**Activity:**
In the entries that follow, say how many lines contain the string "derive". Give no other words.

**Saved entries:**
BEGIN
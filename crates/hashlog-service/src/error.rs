//! Error types for the service and client.

use thiserror::Error;
use tokio_util::codec::LinesCodecError;

use crate::messages::{Status, StatusCode};

/// Errors that can occur while serving or calling the log service.
#[derive(Debug, Error)]
pub enum ServiceError {
    /// Socket-level error.
    #[error("I/O error: {0}")]
    Io(#[from] std::io::Error),

    /// Framing error (oversized or non-UTF-8 line).
    #[error("codec error: {0}")]
    Codec(#[from] LinesCodecError),

    /// Peer sent something that is not a valid frame at this point.
    #[error("protocol error: {0}")]
    Protocol(String),

    /// The server answered with an error frame.
    #[error("{code}: {message}")]
    Status { code: StatusCode, message: String },
}

impl ServiceError {
    /// The status code, if the server reported one.
    pub fn code(&self) -> Option<StatusCode> {
        match self {
            ServiceError::Status { code, .. } => Some(*code),
            _ => None,
        }
    }
}

impl From<Status> for ServiceError {
    fn from(status: Status) -> Self {
        ServiceError::Status {
            code: status.code,
            message: status.message,
        }
    }
}

/// Result type for service operations.
pub type Result<T> = std::result::Result<T, ServiceError>;
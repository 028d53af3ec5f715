//! Per-partition write serialization.

use std::collections::HashMap;
use std::sync::{Arc, Mutex, PoisonError};

use hashlog_core::PartitionKey;
use tokio::sync::watch;

/// Coordination state for one partition.
#[derive(Debug)]
pub(crate) struct PartitionSlot {
    /// Held across read-last, compute and append.
    pub(crate) write: tokio::sync::Mutex<()>,
    /// Bumped after every append made through this engine.
    pub(crate) appended: watch::Sender<u64>,
}

impl PartitionSlot {
    fn new() -> Self {
        let (appended, _) = watch::channel(0);
        Self {
            write: tokio::sync::Mutex::new(()),
            appended,
        }
    }

    pub(crate) fn notify_appended(&self) {
        self.appended.send_modify(|count| *count = count.wrapping_add(1));
    }
}

/// Storage key to slot. Slots are created on first use and never removed.
#[derive(Debug, Default)]
pub(crate) struct PartitionLocks {
    slots: Mutex<HashMap<PartitionKey, Arc<PartitionSlot>>>,
}

impl PartitionLocks {
    pub(crate) fn slot(&self, key: &PartitionKey) -> Arc<PartitionSlot> {
        let mut slots = self.slots.lock().unwrap_or_else(PoisonError::into_inner);
        slots
            .entry(key.clone())
            .or_insert_with(|| Arc::new(PartitionSlot::new()))
            .clone()
    }

    #[cfg(test)]
    pub(crate) fn len(&self) -> usize {
        self.slots.lock().unwrap_or_else(PoisonError::into_inner).len()
    }
}
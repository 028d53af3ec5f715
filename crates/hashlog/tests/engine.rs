//! Integration tests for the log engine over the file store.

use std::fs::OpenOptions;
use std::io::Write;
use std::time::Duration;

use futures_util::StreamExt;
use hashlog::{
    ChainViolation, EngineError, LogEngine, ReadOptions, TailOptions, VerifyFailure, GENESIS_HASH,
};
use hashlog::store::{FileStoreConfig, MemoryStore};
use hashlog::CancellationToken;
use hashlog_testkit::fixtures::{collect_entries, fast_config, populate, TestLog};
use serde_json::json;

#[tokio::test]
async fn test_two_appends_then_verify() {
    let log = TestLog::new();

    let first = log.engine.append("p", json!({"a": 1})).await.unwrap();
    let second = log.engine.append("p", json!({"b": 2})).await.unwrap();

    assert_eq!(first.seq, 0);
    assert_eq!(first.prev_hash, GENESIS_HASH);
    assert_eq!(second.seq, 1);
    assert_eq!(second.prev_hash, first.hash);

    let report = log.engine.verify("p").await.unwrap();
    assert!(report.is_valid());
    assert_eq!(report.entries_verified, 2);
    assert_eq!(report.final_hash(), Some(second.hash.as_str()));
}

#[tokio::test]
async fn test_verify_missing_partition() {
    let log = TestLog::new();
    let report = log.engine.verify("q").await.unwrap();

    assert!(!report.is_valid());
    assert_eq!(report.entries_verified, 0);
    assert!(matches!(report.failure(), Some(VerifyFailure::NotFound(name)) if name == "q"));
}

#[tokio::test]
async fn test_verify_empty_partition_is_valid() {
    let log = TestLog::new();
    std::fs::write(log.partition_path("empty"), "").unwrap();

    let report = log.engine.verify("empty").await.unwrap();
    assert!(report.is_valid());
    assert_eq!(report.entries_verified, 0);
    assert_eq!(report.final_hash(), Some(GENESIS_HASH));
}

#[tokio::test(flavor = "multi_thread", worker_threads = 4)]
async fn test_concurrent_appends_are_contiguous() {
    let log = TestLog::new();
    let mut tasks = Vec::new();
    for writer in 0..8 {
        let engine = log.engine.clone();
        tasks.push(tokio::spawn(async move {
            for i in 0..25 {
                engine
                    .append("shared", json!({"writer": writer, "i": i}))
                    .await
                    .unwrap();
            }
        }));
    }
    for task in tasks {
        task.await.unwrap();
    }

    let stream = log.engine.read("shared", ReadOptions::default()).await.unwrap();
    let entries = collect_entries(stream).await.unwrap();
    let seqs: Vec<u64> = entries.iter().map(|e| e.seq).collect();
    assert_eq!(seqs, (0..200).collect::<Vec<_>>());

    let report = log.engine.verify("shared").await.unwrap();
    assert!(report.is_valid());
    assert_eq!(report.entries_verified, 200);
}

#[tokio::test(flavor = "multi_thread", worker_threads = 4)]
async fn test_partitions_are_independent() {
    let log = TestLog::new();
    let a = log.engine.clone();
    let b = log.engine.clone();

    let (ra, rb) = tokio::join!(populate(&a, "alpha", 30), populate(&b, "beta", 30));
    ra.unwrap();
    rb.unwrap();

    let partitions: Vec<_> = log.engine.list_partitions().await.unwrap().into_iter().collect();
    assert_eq!(partitions, vec!["alpha", "beta"]);
    assert!(log.engine.verify("alpha").await.unwrap().is_valid());
    assert!(log.engine.verify("beta").await.unwrap().is_valid());
}

#[tokio::test]
async fn test_sanitization_collisions_share_a_chain() {
    let log = TestLog::new();

    log.engine.append("orders/eu", json!(1)).await.unwrap();
    let second = log.engine.append("orders eu", json!(2)).await.unwrap();

    assert_eq!(second.seq, 1);
    assert_eq!(second.partition, "orders eu");
    assert!(log.partition_path("orders_eu").exists());
    assert!(log.engine.verify("orders?eu").await.unwrap().is_valid());

    let partitions: Vec<_> = log.engine.list_partitions().await.unwrap().into_iter().collect();
    assert_eq!(partitions, vec!["orders_eu"]);
}

#[tokio::test]
async fn test_tampered_payload_detected() {
    let log = TestLog::new();
    populate(&log.engine, "p", 5).await.unwrap();

    let path = log.partition_path("p");
    let contents = std::fs::read_to_string(&path).unwrap();
    let mut lines: Vec<String> = contents.lines().map(String::from).collect();
    lines[2] = lines[2].replace(r#""i":2"#, r#""i":999"#);
    std::fs::write(&path, lines.join("\n") + "\n").unwrap();

    let report = log.engine.verify("p").await.unwrap();
    assert_eq!(report.entries_verified, 2);
    assert!(matches!(
        report.violation(),
        Some(ChainViolation::HashMismatch { index: 2, .. })
    ));
}

#[tokio::test]
async fn test_reordered_entries_detected() {
    let log = TestLog::new();
    populate(&log.engine, "p", 4).await.unwrap();

    let path = log.partition_path("p");
    let contents = std::fs::read_to_string(&path).unwrap();
    let mut lines: Vec<&str> = contents.lines().collect();
    lines.swap(1, 2);
    std::fs::write(&path, lines.join("\n") + "\n").unwrap();

    let report = log.engine.verify("p").await.unwrap();
    assert!(matches!(
        report.violation(),
        Some(ChainViolation::SequenceMismatch { index: 1, expected: 1, found: 2 })
    ));
}

#[tokio::test]
async fn test_read_missing_partition_is_not_found() {
    let log = TestLog::new();
    let result = log.engine.read("ghost", ReadOptions::default()).await;
    assert!(matches!(result, Err(EngineError::NotFound(_))));

    let result = log
        .engine
        .tail("ghost", TailOptions::default(), CancellationToken::new())
        .await;
    assert!(matches!(result, Err(EngineError::NotFound(_))));
}

#[tokio::test]
async fn test_read_ranges() {
    let log = TestLog::new();
    populate(&log.engine, "p", 10).await.unwrap();

    let read = |options| {
        let engine = log.engine.clone();
        async move {
            let stream = engine.read("p", options).await.unwrap();
            collect_entries(stream)
                .await
                .unwrap()
                .into_iter()
                .map(|e| e.seq)
                .collect::<Vec<_>>()
        }
    };

    assert_eq!(read(ReadOptions::default()).await, (0..10).collect::<Vec<_>>());
    assert_eq!(read(ReadOptions::from_seq(7)).await, vec![7, 8, 9]);
    assert_eq!(read(ReadOptions::from_seq(2).limit(3)).await, vec![2, 3, 4]);
    assert_eq!(read(ReadOptions::default().limit(0)).await, Vec::<u64>::new());
    assert_eq!(read(ReadOptions::from_seq(50)).await, Vec::<u64>::new());
}

#[tokio::test]
async fn test_blank_lines_are_ignored() {
    let log = TestLog::new();
    populate(&log.engine, "p", 2).await.unwrap();

    let path = log.partition_path("p");
    let contents = std::fs::read_to_string(&path).unwrap();
    std::fs::write(&path, contents.replacen('\n', "\n\n   \n", 1)).unwrap();

    assert!(log.engine.verify("p").await.unwrap().is_valid());
    let next = log.engine.append("p", json!("after blanks")).await.unwrap();
    assert_eq!(next.seq, 2);
}

#[tokio::test]
async fn test_large_entry_beyond_read_window() {
    let config = FileStoreConfig {
        read_last_window: 64,
        ..Default::default()
    };
    let log = TestLog::with_configs(config, fast_config());
    let big = "x".repeat(100_000);

    log.engine.append("p", json!({"small": true})).await.unwrap();
    let large = log.engine.append("p", json!({ "big": big })).await.unwrap();
    let after = log.engine.append("p", json!({"small": false})).await.unwrap();

    assert_eq!(after.seq, 2);
    assert_eq!(after.prev_hash, large.hash);
    assert!(log.engine.verify("p").await.unwrap().is_valid());
}

#[tokio::test]
async fn test_torn_write_is_isolated() {
    let log = TestLog::new();
    let entries = populate(&log.engine, "p", 2).await.unwrap();

    let path = log.partition_path("p");
    let mut file = OpenOptions::new().append(true).open(&path).unwrap();
    file.write_all(br#"{"seq":2,"ts":"2024"#).unwrap();
    drop(file);

    // Readers never see the fragment.
    let stream = log.engine.read("p", ReadOptions::default()).await.unwrap();
    assert_eq!(collect_entries(stream).await.unwrap(), entries);
    assert_eq!(log.engine.get_last_entry("p").await.unwrap(), Some(entries[1].clone()));

    // The next append chains to the last good entry on a fresh line.
    let next = log.engine.append("p", json!("recovered")).await.unwrap();
    assert_eq!(next.seq, 2);
    assert_eq!(next.prev_hash, entries[1].hash);
    assert_eq!(log.engine.get_last_entry("p").await.unwrap(), Some(next));

    // The isolated fragment is reported by verification.
    let report = log.engine.verify("p").await.unwrap();
    assert!(matches!(
        report.violation(),
        Some(ChainViolation::Malformed { index: 2, .. })
    ));
}

#[tokio::test]
async fn test_tail_follow_sees_history_then_live() {
    let log = TestLog::new();
    populate(&log.engine, "p", 3).await.unwrap();

    let cancel = CancellationToken::new();
    let mut tail = log
        .engine
        .tail("p", TailOptions::follow().start_seq(1), cancel.clone())
        .await
        .unwrap();

    assert_eq!(tail.next().await.unwrap().unwrap().seq, 1);
    assert_eq!(tail.next().await.unwrap().unwrap().seq, 2);

    let writer = log.engine.clone();
    let handle = tokio::spawn(async move { populate(&writer, "p", 3).await.unwrap() });

    for expected in 3..6 {
        let entry = tokio::time::timeout(Duration::from_secs(5), tail.next())
            .await
            .unwrap()
            .unwrap()
            .unwrap();
        assert_eq!(entry.seq, expected);
    }
    handle.await.unwrap();

    cancel.cancel();
    let last = tokio::time::timeout(Duration::from_secs(5), tail.next()).await.unwrap();
    assert!(matches!(last, Some(Err(EngineError::Cancelled))));
    assert!(tail.next().await.is_none());
}

#[tokio::test]
async fn test_tail_picks_up_out_of_band_writes() {
    let log = TestLog::new();
    populate(&log.engine, "p", 1).await.unwrap();

    let cancel = CancellationToken::new();
    let mut tail = log.engine.tail("p", TailOptions::follow(), cancel.clone()).await.unwrap();
    assert_eq!(tail.next().await.unwrap().unwrap().seq, 0);

    // A second engine has its own lock table, so only polling can wake
    // the tail.
    let other = log.reopen();
    other.append("p", json!("from elsewhere")).await.unwrap();

    let entry = tokio::time::timeout(Duration::from_secs(5), tail.next())
        .await
        .unwrap()
        .unwrap()
        .unwrap();
    assert_eq!(entry.seq, 1);
    cancel.cancel();
}

#[tokio::test]
async fn test_tail_without_follow_drains_and_ends() {
    let engine = LogEngine::new(MemoryStore::new(), fast_config());
    populate(&engine, "p", 4).await.unwrap();

    let stream = engine
        .tail("p", TailOptions::default().start_seq(2), CancellationToken::new())
        .await
        .unwrap();
    let seqs: Vec<u64> = collect_entries(stream)
        .await
        .unwrap()
        .iter()
        .map(|e| e.seq)
        .collect();
    assert_eq!(seqs, vec![2, 3]);
}

#[tokio::test]
async fn test_append_json_outcomes() {
    let log = TestLog::new();

    let outcome = log.engine.append_json("p", r#"{"ok": true}"#).await.unwrap();
    assert_eq!(outcome.entry().map(|e| e.seq), Some(0));

    let outcome = log.engine.append_json("p", "{broken").await.unwrap();
    assert!(outcome.entry().is_none());
    assert_eq!(log.engine.get_last_entry("p").await.unwrap().map(|e| e.seq), Some(0));
}

#[tokio::test]
async fn test_tail_cancel_stops_history_drain() {
    let engine = LogEngine::new(MemoryStore::new(), fast_config());
    populate(&engine, "p", 2000).await.unwrap();

    let cancel = CancellationToken::new();
    let mut tail = engine
        .tail("p", TailOptions::follow(), cancel.clone())
        .await
        .unwrap();
    assert_eq!(tail.next().await.unwrap().unwrap().seq, 0);

    cancel.cancel();
    let mut after_cancel = 0;
    loop {
        match tail.next().await {
            Some(Ok(_)) => after_cancel += 1,
            Some(Err(e)) => {
                assert!(matches!(e, EngineError::Cancelled));
                break;
            }
            None => panic!("tail ended without reporting cancellation"),
        }
    }
    assert_eq!(after_cancel, 0);
    assert!(tail.next().await.is_none());
}

#[tokio::test]
async fn test_tail_last_entries_then_follow() {
    let log = TestLog::new();
    populate(&log.engine, "p", 6).await.unwrap();

    let cancel = CancellationToken::new();
    let mut tail = log
        .engine
        .tail("p", TailOptions::follow().last(2), cancel.clone())
        .await
        .unwrap();
    assert_eq!(tail.next().await.unwrap().unwrap().seq, 4);
    assert_eq!(tail.next().await.unwrap().unwrap().seq, 5);

    log.engine.append("p", json!("live")).await.unwrap();
    let entry = tokio::time::timeout(Duration::from_secs(5), tail.next())
        .await
        .unwrap()
        .unwrap()
        .unwrap();
    assert_eq!(entry.seq, 6);
    cancel.cancel();
}

#[tokio::test]
async fn test_wide_integers_survive_append_and_verify() {
    let log = TestLog::new();

    let raw = r#"{"n":100000000000000000000,"min":-9223372036854775809}"#;
    let outcome = log.engine.append_json("p", raw).await.unwrap();
    let entry = outcome.entry().cloned().unwrap();
    assert_eq!(
        hashlog::core::canonical_json(&entry.data),
        r#"{"min":-9223372036854775809,"n":100000000000000000000}"#
    );

    let stored = std::fs::read_to_string(log.partition_path("p")).unwrap();
    assert!(stored.contains(r#""n":100000000000000000000"#));
    assert!(!stored.contains("e+20"));

    let reopened = log.reopen();
    assert_eq!(reopened.get_last_entry("p").await.unwrap(), Some(entry));
    assert!(reopened.verify("p").await.unwrap().is_valid());
}

#[tokio::test]
async fn test_append_json_fails_on_corrupt_last_entry() {
    let log = TestLog::new();
    populate(&log.engine, "p", 2).await.unwrap();

    let mut file = OpenOptions::new()
        .append(true)
        .open(log.partition_path("p"))
        .unwrap();
    file.write_all(b"{\"seq\":2,\"not\":\"an entry\"}\n").unwrap();

    let err = log.engine.append_json("p", r#"{"ok":true}"#).await.unwrap_err();
    assert!(matches!(err, EngineError::Core(_)), "got {:?}", err);

    // Nothing was appended after the corrupt line.
    let lines = std::fs::read_to_string(log.partition_path("p")).unwrap();
    assert_eq!(lines.lines().count(), 3);

    // A bad partition name is still a rejection, not an error.
    let outcome = log.engine.append_json("", "{}").await.unwrap();
    assert!(outcome.entry().is_none());
}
END
**Exercise answer:**
3